I haven’t been able to write, and thought for a while about taking down the blog, because the idea of a fading or stale anything associated with Julianna is not acceptable. But, then someone reached out and told me that Julianna’s story helped them during a low and desperate point. And then I heard it again from someone else…
I always thought that she needed to be shared, and her story is not over. I’m not sure how, when, and via which medium…and on many days, I’m just overwhelmed by grief and deficient on hope.
But today — there is this.
Thank you for reading, and for remembering Julianna.
Grief fallacy #1: Time heals all wounds
It does nothing of the kind.
So far, all time has done is create distance from the happiest time of my life: eighteen months of love and life and celebration and intent, the kind of life you create when you’re not sure how long it will last.
Distance creates numbness, but numbness is not the absence of pain. It just masks the pain, and in some ways, that’s worse. A certain amount of numbness is needed to live in a world that my daughter has already left, but too much is dangerous. I know the numbness has been too deep when pain feels like a relief.
It takes my breath away, this pain, and it hurts in ways I cannot describe. I feel it in the weariness of my bones and in the heaviness of my spirit.
And there’s sharpness too, exquisite and intense emptiness when I realize (in yet another way), that she is really gone.
The other day, a bag of pillows did me in.
Julianna had about a dozen pillows on her bed at any given time. They were all grandma-made, mostly pink and came in a variety of shapes and sizes. The little flat rectangles cushioned her heels when she sat up in her Tumbleform chair. The long cylinders cradled her back and kept her in a less aspiration-prone side position as she slept. The medium rectangles propped up her arms when sat up in bed (only possible with the hospital bed and a plethora of more pillows, of course).

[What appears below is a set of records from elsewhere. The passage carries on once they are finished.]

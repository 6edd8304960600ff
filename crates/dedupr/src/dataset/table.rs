//! The column-oriented dataset.

use std::collections::{BTreeSet, HashSet};

use chrono::{DateTime, Utc};
use serde::{Deserialize, Serialize};

use crate::classifier::DatasetType;
use crate::error::{DeduprError, OperationError, Result};

use super::column::{Column, ColumnDef, Row};
use super::ids::generate_row_id;

/// Id of the reserved row identity column in the flat record format.
pub const ROW_ID_COLUMN: &str = "row_id";

/// Label of the reserved row identity column.
pub const ROW_ID_LABEL: &str = "Row ID";

/// Metadata about a dataset snapshot.
#[derive(Debug, Clone, PartialEq, Serialize, Deserialize)]
pub struct DatasetMetadata {
    /// Name of the uploaded file, if any.
    #[serde(default, skip_serializing_if = "Option::is_none")]
    pub original_filename: Option<String>,
    /// Domain of the records.
    #[serde(default, skip_serializing_if = "Option::is_none")]
    pub dataset_type: Option<DatasetType>,
    /// When the dataset was ingested.
    pub created_at: DateTime<Utc>,
    /// SHA-256 of the source file contents.
    #[serde(default, skip_serializing_if = "Option::is_none")]
    pub content_hash: Option<String>,
}

impl Default for DatasetMetadata {
    fn default() -> Self {
        Self {
            original_filename: None,
            dataset_type: None,
            created_at: Utc::now(),
            content_hash: None,
        }
    }
}

/// An ordered set of equal-length columns plus stable row ids.
///
/// Row ids are kept apart from the data columns; they travel as the reserved
/// `row_id` column only in the flat record format.
#[derive(Debug, Clone, PartialEq, Serialize, Deserialize)]
pub struct Dataset {
    #[serde(default)]
    pub metadata: DatasetMetadata,
    pub(super) columns: Vec<Column>,
    pub(super) row_ids: Vec<String>,
    /// Ids of removed columns; generated ids never reuse them.
    #[serde(default, skip_serializing_if = "BTreeSet::is_empty")]
    pub(super) retired_column_ids: BTreeSet<String>,
}

impl Dataset {
    /// Create a dataset, checking that every column is aligned with the rows.
    pub fn new(columns: Vec<Column>, row_ids: Vec<String>) -> Result<Self> {
        let mut seen = HashSet::new();
        for column in &columns {
            if column.id == ROW_ID_COLUMN {
                return Err(OperationError::ReservedColumn(column.id.clone()).into());
            }
            if !seen.insert(column.id.as_str()) {
                return Err(DeduprError::Persistence(format!(
                    "Duplicate column id '{}'",
                    column.id
                )));
            }
            if column.values.len() != row_ids.len() {
                return Err(OperationError::LengthMismatch {
                    column: column.id.clone(),
                    expected: row_ids.len(),
                    actual: column.values.len(),
                }
                .into());
            }
        }

        let mut seen_rows = HashSet::new();
        for row_id in &row_ids {
            if !seen_rows.insert(row_id.as_str()) {
                return Err(DeduprError::Persistence(format!("Duplicate row id '{}'", row_id)));
            }
        }

        Ok(Self {
            metadata: DatasetMetadata::default(),
            columns,
            row_ids,
            retired_column_ids: BTreeSet::new(),
        })
    }

    /// Create a dataset with freshly generated row ids.
    pub fn with_generated_row_ids(columns: Vec<Column>) -> Result<Self> {
        let row_count = columns.first().map(|c| c.values.len()).unwrap_or(0);
        let row_ids = (0..row_count).map(|_| generate_row_id()).collect();
        Self::new(columns, row_ids)
    }

    /// Set the metadata.
    pub fn with_metadata(mut self, metadata: DatasetMetadata) -> Self {
        self.metadata = metadata;
        self
    }

    /// Set the dataset type.
    ///
    /// The type scopes which classifiers apply, so it is locked once any
    /// column carries a classification.
    pub fn set_dataset_type(&mut self, dataset_type: DatasetType) -> Result<()> {
        if self.metadata.dataset_type != Some(dataset_type)
            && self.columns.iter().any(|c| c.classification.is_some())
        {
            return Err(DeduprError::DatasetTypeLocked);
        }
        self.metadata.dataset_type = Some(dataset_type);
        Ok(())
    }

    /// Dataset type, if set.
    pub fn dataset_type(&self) -> Option<DatasetType> {
        self.metadata.dataset_type
    }

    /// Columns in display order.
    pub fn columns(&self) -> &[Column] {
        &self.columns
    }

    /// Row ids in row order.
    pub fn row_ids(&self) -> &[String] {
        &self.row_ids
    }

    /// Number of data columns.
    pub fn column_count(&self) -> usize {
        self.columns.len()
    }

    /// Number of rows.
    pub fn row_count(&self) -> usize {
        self.row_ids.len()
    }

    /// Get a column by id.
    pub fn column(&self, id: &str) -> Option<&Column> {
        self.columns.iter().find(|c| c.id == id)
    }

    /// Position of a column.
    pub fn column_index(&self, id: &str) -> Option<usize> {
        self.columns.iter().position(|c| c.id == id)
    }

    /// Value-less column definitions, in display order.
    pub fn column_defs(&self) -> Vec<ColumnDef> {
        self.columns.iter().map(Column::def).collect()
    }

    /// Row view of the data.
    pub fn rows(&self) -> Vec<Row> {
        self.row_ids
            .iter()
            .enumerate()
            .map(|(idx, id)| Row {
                id: id.clone(),
                values: self
                    .columns
                    .iter()
                    .map(|c| (c.id.clone(), c.values[idx].clone()))
                    .collect(),
            })
            .collect()
    }

    /// Whether an id is used by a current or removed column.
    pub fn is_column_id_taken(&self, id: &str) -> bool {
        id == ROW_ID_COLUMN
            || self.retired_column_ids.contains(id)
            || self.columns.iter().any(|c| c.id == id)
    }

    pub(crate) fn column_mut(&mut self, id: &str) -> std::result::Result<&mut Column, OperationError> {
        if id == ROW_ID_COLUMN {
            return Err(OperationError::ReservedColumn(id.to_string()));
        }
        self.columns
            .iter_mut()
            .find(|c| c.id == id)
            .ok_or_else(|| OperationError::ColumnNotFound(id.to_string()))
    }

    pub(crate) fn remove_column(&mut self, id: &str) -> std::result::Result<Column, OperationError> {
        if id == ROW_ID_COLUMN {
            return Err(OperationError::ReservedColumn(id.to_string()));
        }
        let idx = self
            .column_index(id)
            .ok_or_else(|| OperationError::ColumnNotFound(id.to_string()))?;
        let column = self.columns.remove(idx);
        self.retired_column_ids.insert(column.id.clone());
        Ok(column)
    }

    pub(crate) fn push_column(&mut self, column: Column) -> std::result::Result<(), OperationError> {
        if column.values.len() != self.row_count() {
            return Err(OperationError::LengthMismatch {
                column: column.id,
                expected: self.row_count(),
                actual: column.values.len(),
            });
        }
        self.columns.push(column);
        Ok(())
    }

    /// Flatten into column records with the reserved `row_id` column last.
    pub fn to_records(&self) -> Vec<Column> {
        let mut records = self.columns.clone();
        records.push(Column::new(
            ROW_ID_COLUMN,
            ROW_ID_LABEL,
            self.row_ids.iter().cloned().map(Some).collect(),
        ));
        records
    }

    /// Rebuild a dataset from column records containing a `row_id` column.
    pub fn from_records(mut records: Vec<Column>) -> Result<Self> {
        let idx = records
            .iter()
            .position(|c| c.id == ROW_ID_COLUMN)
            .ok_or_else(|| DeduprError::Persistence("Row ID column not found".to_string()))?;
        let row_column = records.remove(idx);

        let row_ids = row_column
            .values
            .into_iter()
            .enumerate()
            .map(|(row, id)| {
                id.filter(|id| !id.is_empty()).ok_or_else(|| {
                    DeduprError::Persistence(format!("Row {} has no row id", row))
                })
            })
            .collect::<Result<Vec<_>>>()?;

        Self::new(records, row_ids)
    }
}

#[cfg(test)]
mod tests {
    use super::*;
    use crate::classifier::ClassifierId;

    fn sample_dataset() -> Dataset {
        Dataset::new(
            vec![
                Column::new("name", "Name", vec![Some("Ada".into()), None]),
                Column::new("email", "Email", vec![Some("ada@x.org".into()), Some("b@y.org".into())]),
            ],
            vec!["r1".into(), "r2".into()],
        )
        .unwrap()
    }

    #[test]
    fn test_rejects_misaligned_columns() {
        let err = Dataset::new(
            vec![Column::new("a", "A", vec![Some("x".into())])],
            vec!["r1".into(), "r2".into()],
        )
        .unwrap_err();
        assert!(matches!(
            err,
            DeduprError::Operation(OperationError::LengthMismatch { expected: 2, actual: 1, .. })
        ));
    }

    #[test]
    fn test_rejects_reserved_and_duplicate_ids() {
        let reserved = Dataset::new(vec![Column::new("row_id", "Row", vec![])], vec![]);
        assert!(reserved.is_err());

        let duplicate = Dataset::new(
            vec![Column::new("a", "A", vec![]), Column::new("a", "B", vec![])],
            vec![],
        );
        assert!(duplicate.is_err());

        let duplicate_rows = Dataset::new(
            vec![Column::new("a", "A", vec![Some("x".into()), Some("y".into())])],
            vec!["r1".into(), "r1".into()],
        );
        assert!(matches!(duplicate_rows, Err(DeduprError::Persistence(_))));
    }

    #[test]
    fn test_rows_view() {
        let rows = sample_dataset().rows();
        assert_eq!(rows.len(), 2);
        assert_eq!(rows[0].id, "r1");
        assert_eq!(rows[0].get("name"), Some("Ada"));
        assert_eq!(rows[1].get("name"), None);
        assert_eq!(rows[1].values.keys().collect::<Vec<_>>(), vec!["name", "email"]);
    }

    #[test]
    fn test_records_round_trip() {
        let dataset = sample_dataset();
        let records = dataset.to_records();
        assert_eq!(records.last().unwrap().id, ROW_ID_COLUMN);

        let rebuilt = Dataset::from_records(records).unwrap();
        assert_eq!(rebuilt.row_ids(), dataset.row_ids());
        assert_eq!(rebuilt.columns(), dataset.columns());
    }

    #[test]
    fn test_from_records_requires_row_id() {
        let err = Dataset::from_records(vec![Column::new("a", "A", vec![])]).unwrap_err();
        assert!(matches!(err, DeduprError::Persistence(_)));
    }

    #[test]
    fn test_dataset_type_locked_after_classification() {
        let mut dataset = sample_dataset();
        dataset.set_dataset_type(DatasetType::Person).unwrap();
        dataset.set_dataset_type(DatasetType::Company).unwrap();

        dataset.column_mut("email").unwrap().classification = Some(ClassifierId::CompanyEmail);
        assert!(matches!(
            dataset.set_dataset_type(DatasetType::Person),
            Err(DeduprError::DatasetTypeLocked)
        ));
        assert!(dataset.set_dataset_type(DatasetType::Company).is_ok());
    }

    #[test]
    fn test_removed_ids_stay_taken() {
        let mut dataset = sample_dataset();
        dataset.remove_column("name").unwrap();
        assert!(dataset.column("name").is_none());
        assert!(dataset.is_column_id_taken("name"));
        assert!(dataset.is_column_id_taken(ROW_ID_COLUMN));
        assert!(matches!(
            dataset.remove_column("name"),
            Err(OperationError::ColumnNotFound(_))
        ));
    }
}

They were so important, these bespoke little pillows. They supported her small body and prevented bed sores and propped up weak limbs so that she could wave her forearms about and delight and direct. They had to be just right, and it was something that only the experienced Julianna caregiver would know. How lucky was I to be one of them! It was my privilege to know these things and to do these things. I miss these little acts, the thousands of tasks that were a manifestation of love for the girl with the loveliest of hearts.
Memories flooded and tears flowed freely at the sight of these pillows. I held them close and took in their scent, but I smelled nothing but a faint staleness.
I’m not sure what I was expecting. The pillows have been hiding in a closet corner for almost two years, and Julianna never really smelled like anything to me. Maybe that’s what happens when someone is so deeply a part of you: I can’t smell her any more than I can smell myself.
I sat in my puddle of tears and imagined what she would say…Put them in the washing machine…let’s PLAY!!..I smiled as I ugly-cried.
It always comes back to love. It’s greater than the pain; it’s what remains.